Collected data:
▬▬▬▬▬▬
//! The bid submission loop.
//!
//! The orchestrator drives a bounded read-modify-write cycle against the
//! gaming pool: read the pool and pool-type state, stop when the pool is
//! full, otherwise derive a team ID, price the bid through the pair proxy,
//! grant the pool a spending allowance, and submit the bid with the
//! platform fee attached. Each iteration performs two write transactions
//! and at least three reads; nothing is batched across iterations and no
//! submission runs in parallel.

use crate::{fees, SeedError};
use seeder_contract::ContractClient;
use seeder_types::{Address, Coin, PoolDetails, PoolTypeDetails, Wallet};
use serde_json::Value;

/// Outcome of a seeding run.
#[derive(Debug, Clone, PartialEq, Eq)]
pub struct SeedReport {
	/// Bids successfully submitted during the run.
	pub bids_placed: u32,
	/// Whether the run stopped because the pool reached capacity (as
	/// opposed to exhausting the loop bound).
	pub pool_full: bool,
}

/// Settings that shape each bid; see the seeding configuration for the
/// provenance of the offset and fee fraction.
#[derive(Debug, Clone)]
pub struct BidSettings {
	/// Offset added to the current team count to derive a candidate team
	/// ID.
	pub team_id_offset: u32,
	/// Platform fee numerator.
	pub platform_fee_numerator: u128,
	/// Platform fee denominator.
	pub platform_fee_denominator: u128,
	/// Native-currency denomination for the platform fee.
	pub native_denom: String,
}

/// Drives the bid loop for one pool until it is full or the loop bound is
/// exhausted.
pub struct BidOrchestrator {
	client: ContractClient,
	/// Gaming pool contract under seed.
	game: Address,
	/// Pool being filled.
	pool_id: String,
	/// Wallet placing the bids.
	gamer: Wallet,
	settings: BidSettings,
}

impl BidOrchestrator {
	/// Creates an orchestrator for one pool and gamer wallet.
	pub fn new(
		client: ContractClient,
		game: Address,
		pool_id: impl Into<String>,
		gamer: Wallet,
		settings: BidSettings,
	) -> Self {
		Self {
			client,
			game,
			pool_id: pool_id.into(),
			gamer,
			settings,
		}
	}

	/// Runs the loop to completion.
	///
	/// Terminates within `max_teams_for_pool` iterations for any pool with
	/// finite capacity. Reaching capacity is not an error; it is logged
	/// and reported through [`SeedReport::pool_full`].
	pub async fn run(&self) -> Result<SeedReport, SeedError> {
		let mut bids_placed = 0u32;
		let mut iterations = 0u32;

		loop {
			let pool: PoolDetails = self
				.client
				.query(
					&self.game,
					&serde_json::json!({ "pool_details": { "pool_id": &self.pool_id } }),
				)
				.await?;
			let pool_type: PoolTypeDetails = self
				.client
				.query(
					&self.game,
					&serde_json::json!({ "pool_type_details": { "pool_type": &pool.pool_type } }),
				)
				.await?;

			if pool.current_teams_count >= pool_type.max_teams_for_pool {
				tracing::info!(
					pool_id = %self.pool_id,
					teams = pool.current_teams_count,
					"pool full"
				);
				return Ok(SeedReport {
					bids_placed,
					pool_full: true,
				});
			}

			if iterations >= pool_type.max_teams_for_pool {
				tracing::warn!(
					pool_id = %self.pool_id,
					iterations,
					"loop bound exhausted before pool filled"
				);
				return Ok(SeedReport {
					bids_placed,
					pool_full: false,
				});
			}
			iterations += 1;

			self.place_bid(&pool, &pool_type).await?;
			bids_placed += 1;
		}
	}

	/// Prices and submits one bid: allowance grant, then bid placement.
	async fn place_bid(
		&self,
		pool: &PoolDetails,
		pool_type: &PoolTypeDetails,
	) -> Result<(), SeedError> {
		tracing::info!(pool_id = %self.pool_id, "placing a bid");

		// The candidate team ID is the current count plus a fixed offset,
		// not sequential numbering; the offset comes from configuration.
		let team_id = (pool.current_teams_count + self.settings.team_id_offset).to_string();

		// The game records its token and proxy collaborators in its init
		// message; read them back rather than configuring them twice.
		let info = self.client.contract_info(&self.game).await?;
		let token = init_address(&info.init_msg, "minting_contract_address")?;
		let proxy = init_address(&info.init_msg, "astro_proxy_address")?;

		let response = self
			.client
			.query_raw(
				&proxy,
				&serde_json::json!({ "get_fury_equivalent_to_ust": {
					"ust_count": pool_type.pool_fee.to_string(),
				}}),
			)
			.await?;
		let bid_amount = uint128_value(&response).ok_or_else(|| {
			SeedError::Response(format!("unexpected conversion response: {}", response))
		})?;

		let platform_fee = fees::platform_fee(
			pool_type.pool_fee,
			self.settings.platform_fee_numerator,
			self.settings.platform_fee_denominator,
		);

		tracing::info!(
			game = %self.game,
			pool_id = %self.pool_id,
			team_id = %team_id,
			gamer = %self.gamer.address,
			bid_amount,
			platform_fee,
			"submitting pool bid"
		);

		let allow = self
			.client
			.execute(
				&self.gamer,
				&token,
				&serde_json::json!({ "increase_allowance": {
					"spender": self.game.as_str(),
					"amount": bid_amount.to_string(),
				}}),
				&[],
			)
			.await?;
		tracing::info!(txhash = %allow.txhash, "allowance increased for the gaming pool");

		let bid = self
			.client
			.execute(
				&self.gamer,
				&self.game,
				&serde_json::json!({ "game_pool_bid_submit_command": {
					"gamer": self.gamer.address.as_str(),
					"pool_type": &pool.pool_type,
					"pool_id": &self.pool_id,
					"team_id": team_id,
					"amount": bid_amount.to_string(),
				}}),
				&[Coin::new(
					self.settings.native_denom.clone(),
					platform_fee,
				)],
			)
			.await?;
		tracing::info!(txhash = %bid.txhash, "bid submitted");

		// Post-bid balances, logged the way the scripts report them.
		let token_balance = self
			.client
			.token_balance(&token, &self.gamer.address)
			.await?;
		let native_balance = self
			.client
			.bank_balance(&self.gamer.address, &self.settings.native_denom)
			.await?;
		tracing::info!(token_balance, native_balance, "gamer balances after bid");

		Ok(())
	}
}

fn init_address(init_msg: &Value, key: &str) -> Result<Address, SeedError> {
	init_msg
		.get(key)
		.and_then(|v| v.as_str())
		.map(Address::from)
		.ok_or_else(|| SeedError::Response(format!("init message is missing {}", key)))
}

/// Parses a bare Uint128 query response, which arrives as either a JSON
/// string or a number.
fn uint128_value(value: &Value) -> Option<u128> {
	match value {
		Value::String(s) => s.parse().ok(),
		Value::Number(n) => n.as_u64().map(u128::from),
		_ => None,
	}
}

#[cfg(test)]
mod tests {
	use super::*;
	use seeder_delivery::implementations::sim::SimChain;
	use seeder_delivery::DeliveryService;
	use seeder_types::FeeConfig;
	use std::sync::Arc;

	const TOKEN: &str = "sim1token";
	const PAIR: &str = "sim1pair";

	struct Fixture {
		chain: Arc<SimChain>,
		client: ContractClient,
		game: Address,
		pool_id: String,
		gamer: Wallet,
	}

	fn settings() -> BidSettings {
		BidSettings {
			team_id_offset: 10,
			platform_fee_numerator: 1301,
			platform_fee_denominator: 100_000,
			native_denom: "uusd".to_string(),
		}
	}

	/// Deploys a gaming pool with one pool of the given capacity and a
	/// funded gamer wallet.
	async fn deploy(max_teams: u32) -> Fixture {
		let chain = Arc::new(SimChain::new());
		let admin = Wallet::new("sim1admin");
		let gamer = Wallet::new("sim1gamer");

		chain.register_pair(&Address::from(PAIR), 5_000_000, 1_000_000).await;
		chain
			.register_token(
				&Address::from(TOKEN),
				"FURY",
				vec![(gamer.address.clone(), 100_000_000)],
			)
			.await;
		chain
			.set_bank_balance(&gamer.address, "uusd", 100_000_000)
			.await;

		let delivery = Arc::new(DeliveryService::new(chain.clone()));
		let client = ContractClient::new(delivery, FeeConfig::default());

		// Instantiate straight from a registered code ID; the sim does not
		// need real bytecode.
		let store = seeder_types::TxRequest::new(
			admin.address.clone(),
			vec![seeder_types::ChainMsg::StoreCode {
				sender: admin.address.clone(),
				wasm_byte_code: vec![0u8; 4],
			}],
		);
		let code_id: u64 = client
			.delivery()
			.submit(&store, &FeeConfig::default())
			.await
			.unwrap()
			.event_attr("store_code", "code_id")
			.unwrap()
			.parse()
			.unwrap();

		let game = client
			.instantiate(
				&admin,
				code_id,
				&serde_json::json!({
					"game_id": "Game001",
					"minting_contract_address": TOKEN,
					"astro_proxy_address": PAIR,
				}),
			)
			.await
			.unwrap();

		client
			.execute(
				&admin,
				&game,
				&serde_json::json!({ "set_pool_type_params": {
					"pool_type": "MP1",
					"pool_fee": "1000",
					"min_teams_for_pool": 1,
					"max_teams_for_pool": max_teams,
					"max_teams_for_gamer": max_teams,
					"wallet_percentages": [],
				}}),
				&[],
			)
			.await
			.unwrap();

		let result = client
			.execute(
				&admin,
				&game,
				&serde_json::json!({ "create_pool": { "pool_type": "MP1" } }),
				&[],
			)
			.await
			.unwrap();
		let pool_id = result.event_attr("wasm", "pool_id").unwrap().to_string();

		Fixture {
			chain,
			client,
			game,
			pool_id,
			gamer,
		}
	}

	#[tokio::test]
	async fn test_fills_pool_and_reports_full() {
		let fixture = deploy(3).await;
		let orchestrator = BidOrchestrator::new(
			fixture.client.clone(),
			fixture.game.clone(),
			fixture.pool_id.clone(),
			fixture.gamer.clone(),
			settings(),
		);

		let report = orchestrator.run().await.unwrap();
		assert_eq!(report.bids_placed, 3);
		assert!(report.pool_full);

		let pool: PoolDetails = fixture
			.client
			.query(
				&fixture.game,
				&serde_json::json!({ "pool_details": { "pool_id": fixture.pool_id } }),
			)
			.await
			.unwrap();
		assert_eq!(pool.current_teams_count, 3);

		// Each bid moved 5000 tokens (rate 5.0 on a 1000 fee) into the pool.
		assert_eq!(
			fixture
				.chain
				.token_balance(&Address::from(TOKEN), &fixture.game)
				.await,
			15_000
		);
	}

	#[tokio::test]
	async fn test_full_pool_on_entry_makes_no_writes() {
		let fixture = deploy(2).await;
		let orchestrator = BidOrchestrator::new(
			fixture.client.clone(),
			fixture.game.clone(),
			fixture.pool_id.clone(),
			fixture.gamer.clone(),
			settings(),
		);

		// Fill the pool, then note the gas total.
		let report = orchestrator.run().await.unwrap();
		assert_eq!(report.bids_placed, 2);
		let gas_after_fill = fixture.client.delivery().gas_used();

		// A second run sees a full pool immediately: no execute calls, so
		// no further gas is spent.
		let report = orchestrator.run().await.unwrap();
		assert_eq!(report.bids_placed, 0);
		assert!(report.pool_full);
		assert_eq!(fixture.client.delivery().gas_used(), gas_after_fill);
	}

	#[tokio::test]
	async fn test_bid_amount_tracks_proxy_conversion() {
		let fixture = deploy(1).await;
		let orchestrator = BidOrchestrator::new(
			fixture.client.clone(),
			fixture.game.clone(),
			fixture.pool_id.clone(),
			fixture.gamer.clone(),
			settings(),
		);

		let before = fixture
			.chain
			.token_balance(&Address::from(TOKEN), &fixture.gamer.address)
			.await;
		orchestrator.run().await.unwrap();
		let after = fixture
			.chain
			.token_balance(&Address::from(TOKEN), &fixture.gamer.address)
			.await;

		// ceil(1000 * 5000000 / 1000000) = 5000 tokens per bid.
		assert_eq!(before - after, 5_000);
	}

	#[tokio::test]
	async fn test_platform_fee_attached_as_native_funds() {
		let fixture = deploy(1).await;
		let orchestrator = BidOrchestrator::new(
			fixture.client.clone(),
			fixture.game.clone(),
			fixture.pool_id.clone(),
			fixture.gamer.clone(),
			settings(),
		);

		let before = fixture
			.client
			.bank_balance(&fixture.gamer.address, "uusd")
			.await
			.unwrap();
		orchestrator.run().await.unwrap();
		let after = fixture
			.client
			.bank_balance(&fixture.gamer.address, "uusd")
			.await
			.unwrap();

		// ceil(1000 * 1301 / 100000) = 14 uusd platform fee per bid.
		assert_eq!(before - after, 14);
	}
}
▬▬▬▬▬▬
— Instructions to follow —
Up to and including the line with "a seeding run.", transcribe the entries above exactly, starting from their first line.

— Completed task —
//! The bid submission loop.
//!
//! The orchestrator drives a bounded read-modify-write cycle against the
//! gaming pool: read the pool and pool-type state, stop when the pool is
//! full, otherwise derive a team ID, price the bid through the pair proxy,
//! grant the pool a spending allowance, and submit the bid with the
//! platform fee attached. Each iteration performs two write transactions
//! and at least three reads; nothing is batched across iterations and no
//! submission runs in parallel.

use crate::{fees, SeedError};
use seeder_contract::ContractClient;
use seeder_types::{Address, Coin, PoolDetails, PoolTypeDetails, Wallet};
use serde_json::Value;

/// Outcome of a seeding run.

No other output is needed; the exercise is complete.